[GIVEN DATA — start]

use serde::Serialize;
use sqlparser::ast::{Query, SetExpr, Statement};
use sqlparser::dialect::{Dialect, MySqlDialect, PostgreSqlDialect};
use sqlparser::parser::Parser;

use super::tokenizer::{tokenize, Token, TokenKind};
use crate::api::middleware::AppError;
use crate::models::DatabaseEngine;

/// Keywords that never appear in a read-only statement
const FORBIDDEN_KEYWORDS: &[&str] = &[
    "INSERT", "UPDATE", "DELETE", "DROP", "ALTER", "CREATE", "TRUNCATE", "GRANT", "REVOKE",
    "MERGE", "CALL", "EXEC", "EXECUTE", "INTO",
];

/// Server functions with side effects, denied when called
const FORBIDDEN_FUNCTIONS: &[&str] = &[
    "pg_terminate_backend",
    "pg_cancel_backend",
    "pg_reload_conf",
    "pg_rotate_logfile",
    "pg_promote",
    "pg_switch_wal",
    "set_config",
    "nextval",
    "setval",
    "lo_import",
    "lo_export",
    "lo_unlink",
    "lo_from_bytea",
    "lo_put",
    "pg_read_file",
    "pg_read_binary_file",
    "pg_ls_dir",
    "pg_file_write",
    "dblink",
    "dblink_exec",
    "load_file",
    "sys_exec",
    "sys_eval",
];

/// Outcome of checking one candidate statement
#[derive(Debug, Clone, PartialEq, Eq, Serialize)]
pub struct ValidationVerdict {
    pub accepted: bool,
    #[serde(skip_serializing_if = "Option::is_none")]
    pub reason: Option<String>,
}

impl ValidationVerdict {
    fn accept() -> Self {
        Self {
            accepted: true,
            reason: None,
        }
    }

    fn reject(reason: String) -> Self {
        Self {
            accepted: false,
            reason: Some(reason),
        }
    }
}

/// A statement that passed the read-only policy.
///
/// Only [`SqlValidator::approve`] can build one, so holding a value proves the
/// text was validated. The engine adapters accept nothing else.
#[derive(Debug, Clone, PartialEq, Eq)]
pub struct ValidatedStatement {
    sql: String,
}

impl ValidatedStatement {
    pub fn as_str(&self) -> &str {
        &self.sql
    }

    pub fn into_string(self) -> String {
        self.sql
    }
}

/// Read-only SQL policy shared by direct and AI-generated queries
pub struct SqlValidator;

impl SqlValidator {
    /// Check `candidate` against the read-only policy.
    ///
    /// The text is scanned under both PostgreSQL and MySQL lexical rules and is
    /// accepted only if both scans accept it, so the verdict does not depend on
    /// which engine ends up running the statement.
    pub fn validate(candidate: &str) -> ValidationVerdict {
        match Self::check(candidate) {
            Ok(_) => ValidationVerdict::accept(),
            Err(reason) => ValidationVerdict::reject(reason),
        }
    }

    /// Validate and return the normalized statement (surrounding whitespace and
    /// one trailing semicolon removed), ready for execution
    pub fn approve(candidate: &str) -> Result<ValidatedStatement, AppError> {
        Self::check(candidate)
            .map(|sql| ValidatedStatement { sql })
            .map_err(AppError::ValidationRejected)
    }

    fn check(candidate: &str) -> Result<String, String> {
        let sql = candidate.trim();

        let pg_end = Self::check_lexed(sql, DatabaseEngine::Postgres)?;
        let mysql_end = Self::check_lexed(sql, DatabaseEngine::MySql)?;
        if pg_end != mysql_end {
            return Err("Query is ambiguous between SQL dialects (statement boundary differs)".to_string());
        }

        let statement = sql[..pg_end].trim_end().to_string();
        Self::cross_check_ast(&statement)?;

        Ok(statement)
    }

    /// Apply the policy to the tokens of one lexing pass.
    /// Returns the byte length of the statement without its trailing separator.
    fn check_lexed(sql: &str, engine: DatabaseEngine) -> Result<usize, String> {
        let tokens = tokenize(sql, engine).map_err(|e| format!("Malformed query: {}", e))?;
        let mut significant: Vec<Token<'_>> = tokens.into_iter().filter(Token::is_significant).collect();

        let mut statement_end = sql.len();
        if let Some(last) = significant.last() {
            if last.kind == TokenKind::Separator {
                statement_end = last.offset;
                significant.pop();
            }
        }

        if significant.is_empty() {
            return Err("Query is empty".to_string());
        }

        if let Some(separator) = significant.iter().find(|t| t.kind == TokenKind::Separator) {
            return Err(format!(
                "Multiple statements are not allowed (statement separator at position {})",
                separator.offset
            ));
        }

        Self::check_leading_keyword(&significant)?;
        Self::check_forbidden(&significant)?;
        Self::check_parentheses(&significant)?;

        if significant
            .iter()
            .find(|t| t.kind != TokenKind::OpenParen)
            .is_some_and(|t| t.is_word("WITH"))
        {
            Self::check_with_clause(&significant)?;
        }

        Ok(statement_end)
    }

    fn check_leading_keyword(tokens: &[Token<'_>]) -> Result<(), String> {
        match tokens.iter().find(|t| t.kind != TokenKind::OpenParen) {
            Some(t) if t.is_word("SELECT") || t.is_word("WITH") => Ok(()),
            Some(t) if t.kind == TokenKind::Word => Err(format!(
                "Only SELECT queries are allowed; this statement begins with {}",
                t.text.to_uppercase()
            )),
            _ => Err("Only SELECT queries are allowed; statement must begin with SELECT or WITH".to_string()),
        }
    }

    fn check_forbidden(tokens: &[Token<'_>]) -> Result<(), String> {
        for (idx, token) in tokens.iter().enumerate() {
            let called = tokens
                .get(idx + 1)
                .is_some_and(|next| next.kind == TokenKind::OpenParen);

            if token.kind == TokenKind::QuotedIdentifier {
                if called {
                    if let Some(function) = FORBIDDEN_FUNCTIONS
                        .iter()
                        .find(|f| Self::quoted_name_is(token.text, f))
                    {
                        return Err(format!("Function {}() is not allowed in read-only queries", function));
                    }
                }
                continue;
            }
            if token.kind != TokenKind::Word {
                continue;
            }

            if let Some(keyword) = FORBIDDEN_KEYWORDS.iter().find(|k| token.is_word(k)) {
                return Err(if *keyword == "INTO" {
                    "SELECT ... INTO is not allowed; queries must not write data".to_string()
                } else {
                    format!("{} is not allowed; only read-only SELECT queries are permitted", keyword)
                });
            }

            if called {
                if let Some(function) = FORBIDDEN_FUNCTIONS.iter().find(|f| token.is_word(f)) {
                    return Err(format!("Function {}() is not allowed in read-only queries", function));
                }
            }
        }
        Ok(())
    }

    /// `"name"` matches exactly; MySQL `` `name` `` ignores case like any
    /// MySQL function name.
    fn quoted_name_is(quoted: &str, name: &str) -> bool {
        let Some(delimiter) = quoted.chars().next() else {
            return false;
        };
        let inner = quoted
            .strip_prefix(delimiter)
            .and_then(|rest| rest.strip_suffix(delimiter))
            .unwrap_or(quoted);
        let doubled: String = [delimiter, delimiter].iter().collect();
        let unquoted = inner.replace(&doubled, &delimiter.to_string());

        if delimiter == '`' {
            unquoted.eq_ignore_ascii_case(name)
        } else {
            unquoted == name
        }
    }

    fn check_parentheses(tokens: &[Token<'_>]) -> Result<(), String> {
        let mut depth = 0usize;
        for token in tokens {
            match token.kind {
                TokenKind::OpenParen => depth += 1,
                TokenKind::CloseParen => {
                    depth = depth
                        .checked_sub(1)
                        .ok_or_else(|| format!("Unbalanced parentheses at position {}", token.offset))?;
                }
                _ => {}
            }
        }

        if depth != 0 {
            return Err("Unbalanced parentheses: missing closing parenthesis".to_string());
        }
        Ok(())
    }

    /// Walk `WITH [RECURSIVE] name [(cols)] AS [[NOT] MATERIALIZED] (...) [, ...]`
    /// and require the statement that follows the CTE list to be a SELECT.
    fn check_with_clause(tokens: &[Token<'_>]) -> Result<(), String> {
        #[derive(Clone, Copy)]
        enum Expect {
            Name,
            ColumnsOrAs,
            As,
            Body,
            CommaOrMain,
        }

        let not_select = || "WITH clause must be followed by a SELECT statement".to_string();

        let start = tokens
            .iter()
            .position(|t| t.is_word("WITH"))
            .ok_or_else(not_select)?;
        let mut idx = start + 1;
        if tokens.get(idx).is_some_and(|t| t.is_word("RECURSIVE")) {
            idx += 1;
        }

        let mut expect = Expect::Name;
        while let Some(token) = tokens.get(idx) {
            expect = match (expect, token.kind) {
                // MySQL lexes "name" as a string unless ANSI_QUOTES is on
                (Expect::Name, TokenKind::Word | TokenKind::QuotedIdentifier | TokenKind::StringLiteral) => {
                    Expect::ColumnsOrAs
                }
                (Expect::ColumnsOrAs, TokenKind::OpenParen) => {
                    idx = Self::matching_paren(tokens, idx).ok_or_else(not_select)?;
                    Expect::As
                }
                (Expect::ColumnsOrAs | Expect::As, TokenKind::Word) if token.is_word("AS") => Expect::Body,
                (Expect::Body, TokenKind::Word) if token.is_word("NOT") || token.is_word("MATERIALIZED") => {
                    Expect::Body
                }
                (Expect::Body, TokenKind::OpenParen) => {
                    idx = Self::matching_paren(tokens, idx).ok_or_else(not_select)?;
                    Expect::CommaOrMain
                }
                (Expect::CommaOrMain, TokenKind::Comma) => Expect::Name,
                (Expect::CommaOrMain, _) => {
                    let main = tokens[idx..].iter().find(|t| t.kind != TokenKind::OpenParen);
                    return match main {
                        Some(t) if t.is_word("SELECT") => Ok(()),
                        _ => Err(not_select()),
                    };
                }
                _ => return Err(not_select()),
            };
            idx += 1;
        }

        Err(not_select())
    }

    fn matching_paren(tokens: &[Token<'_>], open: usize) -> Option<usize> {
        let mut depth = 0usize;
        for (idx, token) in tokens.iter().enumerate().skip(open) {
            match token.kind {
                TokenKind::OpenParen => depth += 1,
                TokenKind::CloseParen => {
                    depth -= 1;
                    if depth == 0 {
                        return Some(idx);
                    }
                }
                _ => {}
            }
        }
        None
    }

    /// When sqlparser understands the statement, it must agree that it is one
    /// read-only query. Syntax sqlparser cannot handle is left to the scanner.
    fn cross_check_ast(sql: &str) -> Result<(), String> {
        let dialects: [&dyn Dialect; 2] = [&PostgreSqlDialect {}, &MySqlDialect {}];

        for dialect in dialects {
            let statements = match Parser::parse_sql(dialect, sql) {
                Ok(statements) => statements,
                Err(e) => {
                    tracing::debug!("sqlparser could not parse candidate ({:?}): {}", dialect, e);
                    continue;
                }
            };

            match statements.as_slice() {
                [Statement::Query(query)] if Self::is_read_only_query(query) => {}
                [Statement::Query(_)] => {
                    return Err("Query contains a data-modifying clause; only read-only SELECT queries are permitted".to_string())
                }
                [_] => return Err("Only SELECT queries are permitted".to_string()),
                _ => return Err("Multiple statements are not allowed".to_string()),
            }
        }
        Ok(())
    }

    fn is_read_only_query(query: &Query) -> bool {
        let ctes_read_only = query
            .with
            .as_ref()
            .map_or(true, |with| with.cte_tables.iter().all(|cte| Self::is_read_only_query(&cte.query)));

        ctes_read_only && Self::is_read_only_body(&query.body)
    }

    fn is_read_only_body(body: &SetExpr) -> bool {
        match body {
            SetExpr::Select(select) => select.into.is_none(),
            SetExpr::Query(query) => Self::is_read_only_query(query),
            SetExpr::SetOperation { left, right, .. } => {
                Self::is_read_only_body(left) && Self::is_read_only_body(right)
            }
            SetExpr::Values(_) => true,
            _ => false,
        }
    }
}
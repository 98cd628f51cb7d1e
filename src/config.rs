use serde::Deserialize;
use std::env;
use std::time::Duration;

/// Process-wide settings. Holds limits and provider endpoints only; database
/// credentials and API keys always arrive with the request.
#[derive(Debug, Clone, Deserialize)]
pub struct Config {
    pub server: ServerConfig,
    pub executor: ExecutorConfig,
    pub llm: LlmConfig,
    pub logging: LoggingConfig,
}

#[derive(Debug, Clone, Deserialize)]
pub struct ServerConfig {
    pub host: String,
    pub port: u16,
}

#[derive(Debug, Clone, Deserialize)]
pub struct ExecutorConfig {
    pub default_row_limit: usize,
    pub max_row_limit: usize,
    pub timeout_secs: u64,
    pub connect_timeout_secs: u64,
    pub schema_row_limit: usize,
}

impl ExecutorConfig {
    pub fn statement_timeout(&self) -> Duration {
        Duration::from_secs(self.timeout_secs)
    }

    pub fn connect_timeout(&self) -> Duration {
        Duration::from_secs(self.connect_timeout_secs)
    }

    /// Row cap for one request: the requested limit if any, never above the maximum
    pub fn effective_row_limit(&self, requested: Option<usize>) -> usize {
        requested
            .filter(|limit| *limit > 0)
            .unwrap_or(self.default_row_limit)
            .min(self.max_row_limit)
    }
}

#[derive(Debug, Clone, Deserialize)]
pub struct LlmConfig {
    pub openai_base_url: String,
    pub openai_model: String,
    pub gemini_base_url: String,
    pub gemini_model: String,
    pub timeout_secs: u64,
    pub summarize: bool,
}

impl LlmConfig {
    pub fn request_timeout(&self) -> Duration {
        Duration::from_secs(self.timeout_secs)
    }
}

#[derive(Debug, Clone, Deserialize)]
pub struct LoggingConfig {
    pub level: String,
}

/// Environment variable overrides, in the form (env var, config key)
const ENV_OVERRIDES: &[(&str, &str)] = &[
    ("HOST", "server.host"),
    ("PORT", "server.port"),
    ("QUERY_ROW_LIMIT", "executor.default_row_limit"),
    ("QUERY_MAX_ROW_LIMIT", "executor.max_row_limit"),
    ("QUERY_TIMEOUT_SECS", "executor.timeout_secs"),
    ("DB_CONNECT_TIMEOUT_SECS", "executor.connect_timeout_secs"),
    ("SCHEMA_ROW_LIMIT", "executor.schema_row_limit"),
    ("OPENAI_BASE_URL", "llm.openai_base_url"),
    ("OPENAI_MODEL", "llm.openai_model"),
    ("GEMINI_BASE_URL", "llm.gemini_base_url"),
    ("GEMINI_MODEL", "llm.gemini_model"),
    ("LLM_TIMEOUT_SECS", "llm.timeout_secs"),
    ("LLM_SUMMARIZE", "llm.summarize"),
    ("RUST_LOG", "logging.level"),
];

impl Config {
    pub fn from_env() -> Result<Self, config::ConfigError> {
        // Try to load from .env file before reading the environment
        let _ = dotenv::dotenv();

        let mut builder = Self::defaults()?;

        for (var, key) in ENV_OVERRIDES {
            if let Ok(value) = env::var(var) {
                builder = builder.set_override(*key, value)?;
            }
        }

        let config: Config = builder.build()?.try_deserialize()?;
        config.check()?;
        Ok(config)
    }

    fn defaults() -> Result<config::ConfigBuilder<config::builder::DefaultState>, config::ConfigError> {
        config::Config::builder()
            .set_default("server.host", "0.0.0.0")?
            .set_default("server.port", 3000)?
            .set_default("executor.default_row_limit", 1000)?
            .set_default("executor.max_row_limit", 10000)?
            .set_default("executor.timeout_secs", 30)?
            .set_default("executor.connect_timeout_secs", 10)?
            .set_default("executor.schema_row_limit", 5000)?
            .set_default("llm.openai_base_url", "https://api.openai.com")?
            .set_default("llm.openai_model", "gpt-4o")?
            .set_default("llm.gemini_base_url", "https://generativelanguage.googleapis.com")?
            .set_default("llm.gemini_model", "gemini-2.0-flash-exp")?
            .set_default("llm.timeout_secs", 60)?
            .set_default("llm.summarize", true)?
            .set_default("logging.level", "info")
    }

    fn check(&self) -> Result<(), config::ConfigError> {
        if self.executor.default_row_limit == 0 || self.executor.max_row_limit == 0 {
            return Err(config::ConfigError::Message("row limits must be greater than zero".to_string()));
        }
        if self.executor.timeout_secs == 0 || self.llm.timeout_secs == 0 {
            return Err(config::ConfigError::Message("timeouts must be greater than zero".to_string()));
        }
        Ok(())
    }

    pub fn server_address(&self) -> String {
        format!("{}:{}", self.server.host, self.server.port)
    }
}

#[cfg(test)]
pub(crate) fn test_config() -> Config {
    Config {
        server: ServerConfig {
            host: "127.0.0.1".to_string(),
            port: 0,
        },
        executor: ExecutorConfig {
            default_row_limit: 1000,
            max_row_limit: 10000,
            timeout_secs: 30,
            connect_timeout_secs: 5,
            schema_row_limit: 5000,
        },
        llm: LlmConfig {
            openai_base_url: "http://127.0.0.1:9".to_string(),
            openai_model: "gpt-4o".to_string(),
            gemini_base_url: "http://127.0.0.1:9".to_string(),
            gemini_model: "gemini-2.0-flash-exp".to_string(),
            timeout_secs: 5,
            summarize: false,
        },
        logging: LoggingConfig {
            level: "info".to_string(),
        },
    }
}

[GIVEN DATA — finish]

WHAT TO WORK ON => Go through the entries above, and wherever a line holds the word "serde", copy that line.

RESULT OF THE TASK =>
use serde::Serialize;
    #[serde(skip_serializing_if = "Option::is_none")]
use serde::Deserialize;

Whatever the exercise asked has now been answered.